A pair of Wurmcoil Engines are perfect for brickwalling the various aggressive decks like Delver and Jund. The resiliency of Wurmcoil as a threat makes any attempt to kill it that isn’t Swords to Plowshares an automatic 2 for 1, and the life gain can undo turns of effort on the opponent’s end, easily swinging the match in your favour in a matter of an attack or two. The final, and biggest change to the sideboard is my inclusion of Omen Machine. While obviously a pet card for me, this card, when used in conjunction with Sensei’s Divining Top, can hardcast Eldrazi for free while simultaneously shutting off Jace, the Mind Sculptor and Brainstorm. Primarily for slower Blue decks like Miracles, any time the opponent reveals a counterspell off the top of their deck, you effectively get a Time Walk for free since they have no new resources to fight you, which makes Omen Machine one of the more fun cards I’ve run in the deck.

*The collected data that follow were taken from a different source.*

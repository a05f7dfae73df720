//! Chart data model and the renderers that turn it into draw commands.
//!
//! A `Chart` is a plain mutable value. Callers compose slides by drawing one
//! element, changing fields (box, colors, format, opacity) and drawing the
//! next. Renderers take `&self` and only ever read the chart; `records` is
//! never touched after construction. A `Chart` is not meant to be mutated
//! while a renderer call is in progress on another thread.

mod accessories;
mod area_series;
mod axis;
mod column_series;
mod donut;
mod dotted;
mod horizontal_series;
mod line_series;
mod proportional_grid;
mod proportional_map;
mod radial;
mod scatter_series;
mod slope;

use serde::{Deserialize, Serialize};
use tracing::warn;

use crate::core::{Record, ValueFormat, data_sum, map_range, value_bounds};

pub use accessories::NoteAlignment;
pub use dotted::{dotted_hline, dotted_vline};
pub use radial::spokes;

pub const DEFAULT_DATA_COLOR: &str = "rgb(128,128,128)";
pub const DEFAULT_LABEL_COLOR: &str = "rgb(75,75,75)";
pub const DEFAULT_VALUE_COLOR: &str = "rgb(128,0,0)";
pub const DOT_LINE_COLOR: &str = "lightgray";

/// Records plus the layout box and display settings used by every renderer.
#[derive(Debug, Clone, PartialEq, Serialize, Deserialize)]
pub struct Chart {
    pub records: Vec<Record>,
    pub title: String,
    pub format: ValueFormat,
    pub data_color: String,
    pub label_color: String,
    pub value_color: String,
    /// 0..100.
    pub opacity: f64,
    pub text_size: f64,
    pub top: f64,
    pub bottom: f64,
    pub left: f64,
    pub right: f64,
    pub min_value: f64,
    pub max_value: f64,
    /// Pins the value axis lower bound to zero instead of `min_value`.
    pub zero_based: bool,
}

impl Chart {
    /// Builds a chart with the default box (top 90, bottom 50, left 10,
    /// right 90) and value bounds taken from `records`.
    #[must_use]
    pub fn new(title: impl Into<String>, records: Vec<Record>) -> Self {
        let (min_value, max_value) = value_bounds(&records);
        Self {
            records,
            title: title.into(),
            format: ValueFormat::default(),
            data_color: DEFAULT_DATA_COLOR.to_owned(),
            label_color: DEFAULT_LABEL_COLOR.to_owned(),
            value_color: DEFAULT_VALUE_COLOR.to_owned(),
            opacity: 100.0,
            text_size: 1.2,
            top: 90.0,
            bottom: 50.0,
            left: 10.0,
            right: 90.0,
            min_value,
            max_value,
            zero_based: true,
        }
    }

    #[must_use]
    pub fn with_box(mut self, top: f64, bottom: f64, left: f64, right: f64) -> Self {
        self.set_box(top, bottom, left, right);
        self
    }

    pub fn set_box(&mut self, top: f64, bottom: f64, left: f64, right: f64) {
        self.top = top;
        self.bottom = bottom;
        self.left = left;
        self.right = right;
    }

    #[must_use]
    pub fn len(&self) -> usize {
        self.records.len()
    }

    #[must_use]
    pub fn is_empty(&self) -> bool {
        self.records.is_empty()
    }

    #[must_use]
    pub fn width(&self) -> f64 {
        self.right - self.left
    }

    #[must_use]
    pub fn height(&self) -> f64 {
        self.top - self.bottom
    }

    /// Lower bound of the value domain: zero when `zero_based`, else `min_value`.
    #[must_use]
    pub fn effective_min(&self) -> f64 {
        if self.zero_based { 0.0 } else { self.min_value }
    }

    /// Horizontal position of record `index`, spreading `[0, n-1]` over the box.
    #[must_use]
    pub fn x_for_index(&self, index: usize) -> f64 {
        let last = self.records.len() as f64 - 1.0;
        map_range(index as f64, 0.0, last, self.left, self.right)
    }

    /// Vertical position of `value` inside the box.
    #[must_use]
    pub fn y_for_value(&self, value: f64) -> f64 {
        map_range(
            value,
            self.effective_min(),
            self.max_value,
            self.bottom,
            self.top,
        )
    }

    /// Horizontal extent of `value` for left-to-right bar charts.
    #[must_use]
    pub fn x_for_value(&self, value: f64) -> f64 {
        map_range(
            value,
            self.effective_min(),
            self.max_value,
            self.left,
            self.right,
        )
    }

    pub(crate) fn format_value(&self, value: f64) -> String {
        self.format.format(value)
    }

    /// Logs data that will map to non-finite coordinates.
    pub(crate) fn warn_if_degenerate(&self, renderer: &'static str) {
        if self.records.is_empty() {
            warn!(renderer, "chart has no records; nothing to draw");
        } else if self.max_value == self.effective_min() {
            warn!(
                renderer,
                max_value = self.max_value,
                "value domain is empty; coordinates will not be finite"
            );
        }
    }

    /// Like `warn_if_degenerate`, also flagging single-record index mapping.
    pub(crate) fn warn_if_degenerate_series(&self, renderer: &'static str) {
        self.warn_if_degenerate(renderer);
        if self.records.len() == 1 {
            warn!(
                renderer,
                "single record has no index domain; x coordinates will not be finite"
            );
        }
    }

    /// Logs a zero total for percentage-of-whole charts.
    pub(crate) fn warn_if_zero_sum(&self, renderer: &'static str) {
        if !self.records.is_empty() && data_sum(&self.records) == 0.0 {
            warn!(renderer, "values sum to zero; percentages will not be finite");
        }
    }
}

While these changes have bolstered a variety of the deck’s formerly bad matchups, it does still lose occasionally to Storm and OmniTell if I’m not prepared for it. There is only so much you can do against Storm with countermagic, and their eight discard spells can quickly tear through your defenses. In metas heavy on the Storm, I tend to advocate running some Leyline of Sanctity, as they can buy you plenty of time to get going while they dig for their Chain of Vapors. OmniTell is a different beast entirely, as you really only have a few windows to really interact with them. Unlike Sneak and Show where you can use the opponent’s Show and Tells against them, OmniTell uses Show and Tell to end the game on the spot, so just putting down your own Eldrazi isn’t always enough. The easiest ways to handle OmniTell from my experience is to start a counter war on their Show and Tell to eat through their hand, then use Krosan Grip after they cheat Omniscience into play. Unless they also have an Emrakul in hand, they tend to immediately Cunning Wish for Eladamri’s Call to find one. This is your opportunity to play Krosan Grip on Omniscience to keep them from casting more spells for free. This should typically give you enough time to resolve your own threats, since they not only have to find another copy of Omniscience, they also have to get a second Show and Tell to actually do anything.

I don’t say this often, but since building Titan Post, I’ve had the most fun playing Legacy since I built Dredge. That’s not a statement I make lightly, and I’m happy to say that my recent success with Titan Post locally and at larger events has cemented in my mind that this deck is one of the best ways to tackle the current Legacy metagame. Having so much play against the various Delver and Miracles decks in the format and its resiliency against some of its worst hate cards is enough for me to recommend Titan Post to anyone looking to take on the current Legacy metagame.